Eduard Izrailevich Kolchinskii, Biologiia Germanii i Rossii–SSSR v usloviiakh sotsial′no-politicheskikh krizisov pervoi poloviny XX veka (mezhdu liberalizmom, kommunizmom i natsional-sotsializmom) [Biology of Germany and Russia–USSR amid the Sociopolitical Crises of the First Half of the 20th Century (among Liberalism, Communism, and National Socialism)]. 636 pp. St. Petersburg: Nestor-Istoriia, 2007. ISBN 5981871725.
Anastasiia Mikhailovna Korzukhina, Ot prosveshcheniia k nauke: Fizika v Moskovskom i S.-Peterburgskom universitetakh vo vtoroi polovine XIX v.–nachale XX v. [From Enlightenment to Science: Physics in Moscow and St. Petersburg Universities in the Second Half of the 19th and the Beginning of the 20th Centuries]. 261 pp. Dubna: Feniks+, 2006. ISBN 5927900666.

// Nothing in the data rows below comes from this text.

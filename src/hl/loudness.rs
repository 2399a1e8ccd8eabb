use super::{bit, clamp};
use crate::{configs::LoudnessCenterFreq, ll::LOUDNESS, TDA7419};

impl TDA7419 {
    /// Sets the loudness attenuation, `0..=15` dB
    pub fn set_loudness_attenuation(&mut self, attenuation: u8) {
        let attenuation = clamp("loudness attenuation", attenuation, 0, 15);
        self.ll.modify::<LOUDNESS>(|w| w.attenuation(attenuation));
    }

    /// Returns the loudness attenuation in dB
    pub fn get_loudness_attenuation(&self) -> u8 {
        self.ll.read::<LOUDNESS>().attenuation()
    }

    /// Sets the loudness center frequency
    pub fn set_loudness_center_freq(&mut self, freq: LoudnessCenterFreq) {
        self.ll.modify::<LOUDNESS>(|w| w.center_freq(freq.bits()));
    }

    /// Returns the loudness center frequency
    pub fn get_loudness_center_freq(&self) -> LoudnessCenterFreq {
        LoudnessCenterFreq::from_bits(self.ll.read::<LOUDNESS>().center_freq()).unwrap_or_default()
    }

    /// Enables or disables the loudness high boost
    pub fn set_loudness_high_boost(&mut self, enable: bool) {
        self.ll.modify::<LOUDNESS>(|w| w.high_boost(bit(enable)));
    }

    /// Returns true if the loudness high boost is enabled
    pub fn get_loudness_high_boost(&self) -> bool {
        self.ll.read::<LOUDNESS>().high_boost() != 0
    }

    /// Enables or disables loudness soft step
    pub fn set_loudness_soft_step(&mut self, enable: bool) {
        self.ll.modify::<LOUDNESS>(|w| w.soft_step(bit(enable)));
    }

    /// Returns true if loudness soft step is enabled
    pub fn get_loudness_soft_step(&self) -> bool {
        self.ll.read::<LOUDNESS>().soft_step() != 0
    }
}

#[cfg(test)]
mod test {
    use super::*;
    use crate::ll::Register;

    #[test]
    fn loudness_fields() {
        let mut tda = TDA7419::new();

        tda.set_loudness_attenuation(200);
        tda.set_loudness_center_freq(LoudnessCenterFreq::Hz2400);
        tda.set_loudness_high_boost(true);

        assert_eq!(tda.get_loudness_attenuation(), 15);
        assert_eq!(tda.get_loudness_center_freq(), LoudnessCenterFreq::Hz2400);
        assert!(tda.get_loudness_high_boost());
        assert!(!tda.get_loudness_soft_step());
        assert_eq!(tda.registers().field(LOUDNESS::INDEX).value(), 0x7F);
    }
}
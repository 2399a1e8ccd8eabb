//! High-level interface to the TDA7419
//!
//! The entry point to this API is the [TDA7419] struct. Please refer to the
//! documentation there for more details.
//!
//! This module implements a high-level interface to the TDA7419. This is the
//! recommended way to access the TDA7419 using this crate, unless you need the
//! greater flexibility provided by the [register-level interface].
//!
//! The setters only change the in-memory register file. Nothing reaches the
//! device until [`TDA7419::send_changed_registers`] or
//! [`TDA7419::send_all_registers`] is called.
//!
//! [register-level interface]: ../ll/index.html

use core::fmt;

pub use error::*;

use crate::ll;

mod configure;
mod equalizer;
mod error;
mod input;
mod loudness;
mod mixing;
mod mute;
mod spectrum;
mod transmit;
mod volume;

/// Entry point to the TDA7419 driver API
///
/// Owns the register file. The I²C bus is only borrowed by the transmission
/// methods, so it can be shared with other devices between calls.
#[derive(Copy, Clone)]
pub struct TDA7419 {
    ll: ll::RegisterMap,
    topology_changed: bool,
    debug: bool,
}

// Printing the register dump is more useful than the derived output.
impl fmt::Debug for TDA7419 {
    fn fmt(&self, f: &mut fmt::Formatter) -> fmt::Result {
        writeln!(
            f,
            "TDA7419 {{ topology_changed: {:?}, debug: {:?} }}",
            self.topology_changed, self.debug
        )?;
        fmt::Debug::fmt(&self.ll, f)
    }
}

impl Default for TDA7419 {
    fn default() -> Self {
        Self::new()
    }
}

impl TDA7419 {
    /// Create a new instance of `TDA7419`
    ///
    /// The register file holds the power-on defaults and nothing counts as
    /// changed. The input topology is considered changed until the first
    /// successful transmission, so that transmission runs an auto-zero cycle.
    pub const fn new() -> Self {
        TDA7419 {
            ll: ll::RegisterMap::new(),
            topology_changed: true,
            debug: false,
        }
    }

    /// Provides read access to the register-level mirror
    pub fn registers(&self) -> &ll::RegisterMap {
        &self.ll
    }

    /// Provides direct access to the register-level mirror
    ///
    /// Be aware that writes through the register level bypass clamping and
    /// don't mark input topology changes.
    pub fn ll(&mut self) -> &mut ll::RegisterMap {
        &mut self.ll
    }

    /// Enables or disables register dumps before every transmission
    pub fn set_debug(&mut self, enabled: bool) {
        self.debug = enabled;
    }

    /// Returns true if register dumps are enabled
    pub fn get_debug(&self) -> bool {
        self.debug
    }

    /// Returns true if an input selection changed since the last
    /// transmission that delivered it
    pub fn topology_changed(&self) -> bool {
        self.topology_changed
    }

    /// Returns true if any register has to be sent
    pub fn has_pending_changes(&self) -> bool {
        self.ll.is_changed()
    }

    /// Iterates over the indices of the registers that have to be sent
    pub fn changed_registers(&self) -> impl Iterator<Item = u8> + '_ {
        self.ll.changed()
    }
}

/// Clamps `value` into `min..=max`, logging a warning if it had to
fn clamp<T>(what: &str, value: T, min: T, max: T) -> T
where
    T: Ord + Copy + Into<i16>,
{
    let clamped = value.clamp(min, max);
    if clamped != value {
        let from: i16 = value.into();
        let to: i16 = clamped.into();
        warn!("{} clamped from {} to {}", what, from, to);
    }

    clamped
}

#[inline(always)]
fn bit(enabled: bool) -> u8 {
    enabled as u8
}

E. B. Muzrukova, ed., Nauka i tekhnika v pervye desiatiletiia sovetskoi vlasti: Sotsiokul′turnoe izmerenie (1917–1940) [Science and Technology in the First Decades of Soviet Power: The Sociocultural Dimension, 1917–40]. 495 pp. Moscow: Academia, 2007. ISBN 5874442537.
Ethan Pollock, Stalin and the Soviet Science Wars. 288 pp. Princeton, NJ: Princeton University Press, 2006. ISBN-13 978-0691124674, $35.00 (cloth); 978-0691138251, $24.95 (paper).

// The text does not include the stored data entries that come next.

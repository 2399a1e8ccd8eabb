use core::fmt;
use core::fmt::{Display, Formatter};

use embedded_hal::i2c::{self, Error as _, ErrorKind, NoAcknowledgeSource};

#[cfg(feature = "defmt")]
use defmt::Format;

/// An error that can occur when sending registers
///
/// Nothing is retried internally. Which registers were delivered before the
/// error is visible through [`TDA7419::changed_registers`], so the caller can
/// simply repeat the call.
///
/// [`TDA7419::changed_registers`]: crate::TDA7419::changed_registers
pub enum Error<I2C>
where
    I2C: i2c::ErrorType,
{
    /// The full register file could not be written
    ///
    /// No register was committed.
    FullWrite(I2C::Error),

    /// Writing a single register failed
    ///
    /// Registers before it were committed, this one and all later ones are
    /// still pending.
    RegisterWrite {
        /// Index of the register that failed
        register: u8,
        /// The bus error
        error: I2C::Error,
    },
}

impl<I2C> Error<I2C>
where
    I2C: i2c::ErrorType,
{
    /// Classifies the underlying bus error
    pub fn kind(&self) -> TransferError {
        match self {
            Error::FullWrite(error) => error.kind().into(),
            Error::RegisterWrite { error, .. } => error.kind().into(),
        }
    }
}

impl<I2C> Display for Error<I2C>
where
    I2C: i2c::ErrorType,
{
    fn fmt(&self, f: &mut Formatter<'_>) -> core::fmt::Result {
        match self {
            Error::FullWrite(_) => write!(f, "full write failed: {}", self.kind()),
            Error::RegisterWrite { register, .. } => {
                write!(f, "write of register {} failed: {}", register, self.kind())
            }
        }
    }
}

#[cfg(feature = "std")]
impl<I2C> std::error::Error for Error<I2C> where I2C: i2c::ErrorType {}

// We can't derive this implementation, as the compiler would put the bound on
// `I2C` instead of on its error type.
impl<I2C> fmt::Debug for Error<I2C>
where
    I2C: i2c::ErrorType,
{
    fn fmt(&self, f: &mut fmt::Formatter) -> fmt::Result {
        match self {
            Error::FullWrite(error) => write!(f, "FullWrite({:?})", error),
            Error::RegisterWrite { register, error } => write!(
                f,
                "RegisterWrite {{ register: {:?}, error: {:?} }}",
                register, error
            ),
        }
    }
}

#[cfg(feature = "defmt")]
impl<I2C> Format for Error<I2C>
where
    I2C: i2c::ErrorType,
{
    fn format(&self, f: defmt::Formatter) {
        match self {
            Error::FullWrite(_) => defmt::write!(f, "FullWrite({})", self.kind()),
            Error::RegisterWrite { register, .. } => defmt::write!(
                f,
                "RegisterWrite {{ register: {}, kind: {} }}",
                register,
                self.kind()
            ),
        }
    }
}

/// Bus transfer failure classes
///
/// The discriminants are the status codes two-wire bus libraries commonly
/// report for a finished transaction.
#[derive(Copy, Clone, Debug, Eq, PartialEq)]
#[cfg_attr(feature = "defmt", derive(Format))]
pub enum TransferError {
    /// The payload did not fit into the transmit buffer
    PayloadTooLong = 1,
    /// The device did not acknowledge its address
    AddressNotAcknowledged = 2,
    /// The device did not acknowledge a data byte
    DataNotAcknowledged = 3,
    /// Any other bus error
    Other = 4,
    /// The transaction timed out
    Timeout = 5,
}

impl TransferError {
    /// Maps a transaction status code
    ///
    /// Returns `None` for `0`, which means success.
    pub fn from_status(status: u8) -> Option<Self> {
        match status {
            0 => None,
            1 => Some(TransferError::PayloadTooLong),
            2 => Some(TransferError::AddressNotAcknowledged),
            3 => Some(TransferError::DataNotAcknowledged),
            5 => Some(TransferError::Timeout),
            _ => Some(TransferError::Other),
        }
    }

    /// Returns the status code
    pub fn status(self) -> u8 {
        self as u8
    }
}

impl From<ErrorKind> for TransferError {
    fn from(kind: ErrorKind) -> Self {
        match kind {
            ErrorKind::NoAcknowledge(NoAcknowledgeSource::Address) => {
                TransferError::AddressNotAcknowledged
            }
            ErrorKind::NoAcknowledge(NoAcknowledgeSource::Data) => {
                TransferError::DataNotAcknowledged
            }
            _ => TransferError::Other,
        }
    }
}

impl Display for TransferError {
    fn fmt(&self, f: &mut Formatter<'_>) -> core::fmt::Result {
        let message = match self {
            TransferError::PayloadTooLong => "payload too long",
            TransferError::AddressNotAcknowledged => "address not acknowledged",
            TransferError::DataNotAcknowledged => "data not acknowledged",
            TransferError::Other => "bus error",
            TransferError::Timeout => "timeout",
        };

        f.write_str(message)
    }
}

Susan Gross Solomon, ed., Doing Medicine Together: Germany and Russia between the Wars. xvii + 533 pp. Toronto: University of Toronto Press, 2006. ISBN 0802091717. $68.00. [End Page 625]

Was there ever really such a creature as “Stalinist science”?1 The term carries the perplexing heft of an oxymoron. If it is “Stalinist,” then it is repressive, controlled, borderline irrational, and focused on power; if it is “science,” then it is universal, disinterested, self-regulating, and focused on knowledge. There was obviously plenty of science during the period of Stalin’s domination of the Soviet power structure (1927–53), but broad disagreement continues over whether (and if so, to what extent) we as scholars should call this science “Stalinist.” Did it partake of the Soviet experience in anything other than temporal coincidence? If there was such a thing as “Stalinist science,” then how does it change our understanding of the ostensibly irrational features of Stalinism? Or the rational features of science?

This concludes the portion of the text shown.